In 2023, he has brought the curveball back, throwing it more often than at any point since 2017, when he had a power mid-80s breaker, and not the slower one he has now. In a relatively small sample of 64 pitches, opponents have ripped the curve for a .390 xwOBA, and in the same number of pitches his sinker has performed worse.

It seems like Carrasco is something that is very familiar in baseball – an aging pitcher with diminished stuff trying to find something that works. Rather than tinkering with pitch mix, perhaps Carrasco should try to introduce a new pitch altogether.

Most of his repertoire has become similar in profile from both a velocity and movement standpoint. His slider, changeup and both 4-seam and 2-seam fastballs average between 84.2 and 92.2 miles per hour, and have similar amounts of vertical movement (except for the 4-seamer) and horizontal movement.

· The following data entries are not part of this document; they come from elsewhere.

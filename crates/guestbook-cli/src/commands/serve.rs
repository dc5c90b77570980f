//! Web server
//!
//! | Method | Path | Description |
//! |--------|------|-------------|
//! | `GET` | `/` | Guestbook page |
//! | `GET` | `/static/*path` | Page assets |
//! | `POST` | `/api/visitors` | Sign the guestbook with `{"name": ...}` |
//! | `GET` | `/api/visitors` | JSON array of visitor names |
//!
//! Database calls are blocking and run on tokio's blocking pool.

use std::net::SocketAddr;
use std::sync::Arc;

use anyhow::{Context, Result};
use axum::body::Bytes;
use axum::extract::{Path, State};
use axum::http::{header, StatusCode};
use axum::response::{Html, IntoResponse, Response};
use axum::routing::get;
use axum::{Json, Router};
use serde::Serialize;
use tracing::{info, warn};

use guestbook_core::{Config, Guestbook, Visitor};

use crate::output::Output;

const INDEX_HTML: &str = include_str!("../../static/index.html");
const APP_JS: &str = include_str!("../../static/app.js");
const STYLE_CSS: &str = include_str!("../../static/style.css");

/// State shared across all handlers
#[derive(Clone, Default)]
pub struct AppState {
    /// `None` when no database is configured
    pub guestbook: Option<Arc<Guestbook>>,
}

/// Error response body
#[derive(Debug, Serialize)]
struct ErrorResponse {
    error: String,
}

fn error_response(status: StatusCode, msg: impl Into<String>) -> Response {
    (status, Json(ErrorResponse { error: msg.into() })).into_response()
}

/// Creates the guestbook router
pub fn router(state: AppState) -> Router {
    Router::new()
        .route("/", get(index))
        .route("/static/*path", get(static_asset))
        .route("/api/visitors", get(list_visitors).post(add_visitor))
        .with_state(state)
}

async fn index() -> Html<&'static str> {
    Html(INDEX_HTML)
}

async fn static_asset(Path(path): Path<String>) -> Response {
    let (content_type, body) = match path.as_str() {
        "index.html" => ("text/html; charset=utf-8", INDEX_HTML),
        "app.js" => ("text/javascript; charset=utf-8", APP_JS),
        "style.css" => ("text/css; charset=utf-8", STYLE_CSS),
        _ => return StatusCode::NOT_FOUND.into_response(),
    };
    ([(header::CONTENT_TYPE, content_type)], body).into_response()
}

/// `POST /api/visitors`: store the visitor and greet them
async fn add_visitor(State(state): State<AppState>, body: Bytes) -> Response {
    let visitor: Visitor = match serde_json::from_slice(&body) {
        Ok(visitor) => visitor,
        Err(e) => return error_response(StatusCode::BAD_REQUEST, format!("invalid visitor: {}", e)),
    };
    let Some(guestbook) = state.guestbook else {
        return error_response(
            StatusCode::SERVICE_UNAVAILABLE,
            "database is not configured",
        );
    };

    let result = tokio::task::spawn_blocking(move || guestbook.record_visitor(&visitor.name)).await;
    match result {
        Ok(Ok(greeting)) => greeting.into_response(),
        Ok(Err(e)) => {
            warn!(error = %e, "failed to record visitor");
            error_response(StatusCode::INTERNAL_SERVER_ERROR, "unable to store visitor")
        }
        Err(e) => {
            warn!(error = %e, "visitor task failed");
            error_response(StatusCode::INTERNAL_SERVER_ERROR, "unable to store visitor")
        }
    }
}

/// `GET /api/visitors`: names of all visitors
async fn list_visitors(State(state): State<AppState>) -> Response {
    let Some(guestbook) = state.guestbook else {
        return Json(Vec::<String>::new()).into_response();
    };

    let result = tokio::task::spawn_blocking(move || guestbook.visitors()).await;
    match result {
        Ok(Ok(names)) => Json(names).into_response(),
        Ok(Err(e)) => {
            warn!(error = %e, "failed to fetch visitors");
            error_response(StatusCode::INTERNAL_SERVER_ERROR, "unable to fetch docs")
        }
        Err(e) => {
            warn!(error = %e, "visitor task failed");
            error_response(StatusCode::INTERNAL_SERVER_ERROR, "unable to fetch docs")
        }
    }
}

/// Connect to the database, if configured. A database that can't be
/// created is still used; requests against it fail until it's reachable.
fn open_guestbook(config: &Config) -> Result<Option<Arc<Guestbook>>> {
    let Some(client) = config.database_client()? else {
        warn!("no database configured, visitors will not be stored");
        return Ok(None);
    };

    let guestbook = match Guestbook::open(&client, &config.db_name) {
        Ok(guestbook) => guestbook,
        Err(e) => {
            warn!(error = %e, db = %config.db_name, "can't prepare database");
            Guestbook::new(client.db(&config.db_name))
        }
    };
    Ok(Some(Arc::new(guestbook)))
}

/// Run the web server until Ctrl-C
pub fn run(config: &Config, port: Option<u16>, output: &Output) -> Result<()> {
    // Blocking HTTP clients must be created and dropped outside the runtime
    let guestbook = open_guestbook(config)?;

    let runtime = tokio::runtime::Builder::new_multi_thread()
        .enable_all()
        .build()
        .context("Failed to start async runtime")?;

    let addr = SocketAddr::from(([0, 0, 0, 0], port.unwrap_or(config.port)));
    let state = AppState {
        guestbook: guestbook.clone(),
    };
    let result = runtime.block_on(serve(addr, state, output));

    drop(runtime);
    drop(guestbook);
    result
}

async fn serve(addr: SocketAddr, state: AppState, output: &Output) -> Result<()> {
    let listener = tokio::net::TcpListener::bind(addr)
        .await
        .with_context(|| format!("Failed to bind {}", addr))?;
    let local = listener.local_addr().context("Failed to read bound address")?;

    info!(%local, "guestbook listening");
    output.message(&format!("Listening on http://{}", local));

    axum::serve(listener, router(state))
        .with_graceful_shutdown(async {
            let _ = tokio::signal::ctrl_c().await;
        })
        .await
        .context("Server error")?;

    info!("guestbook stopped");
    Ok(())
}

Carrasco needs a pitch that is a little different, and maybe it is a sweeper that can unlock success for the right-hander. His primary slider has always been a gyro slider – a harder pitch that has more vertical drop than horizontal movement. In fact, most of Carrasco’s pitches have less horizontal movement than average, and that has been the case for the past few seasons.

Adding a sweeper – a slider with lower velocity, less drop and more horizontal movement – could be the perfect tool for Carrasco to add to his belt to keep hitters off-balance with his diminished stuff. It is a great weapon particularly against righties to generate whiffs and infield pop ups, something he needs badly (righties have a .390 wOBA against Carrasco this season vs. .344 for lefties). It can also help make his sinker – his only pitch that has significant horizontal break – even more effective because of the changing directions of movement.

Throwing a sweeper isn’t easy and not every pitcher can do it. It also won’t be a magic pill that turns Carrasco into the top of the rotation starter he was in Cleveland, but it can help make him more effective this year, and that is something the Mets absolutely need.

2 comments on “Inside Carlos Carrasco’s struggles, and a possible fix

  • MikeW

    Thank goodness Carrasco is in the last year of his contract. Also, the question is, who gets cut or goes to the bullpen when Quintana comes back, Carrasco or Megill? Let’s hope Quintana can put a good half season together.

    This team really needs Ohtani. It is going to be a bidding war.

  • Brian Joura

    I was bullish on Carrasco coming into this season and he’s been a major disappointment. At this point, I’d rather they promote Lucchesi, move Carrasco to the bullpen and make him the long man.

    It’s my opinion that an 8-mph difference between a fastball and a changeup is enough. But yesterday it was less than half of that. My belief is that Carrasco has a better shot of getting the proper speed difference between his fastball and change than he does of introducing a pitch he’s never thrown before.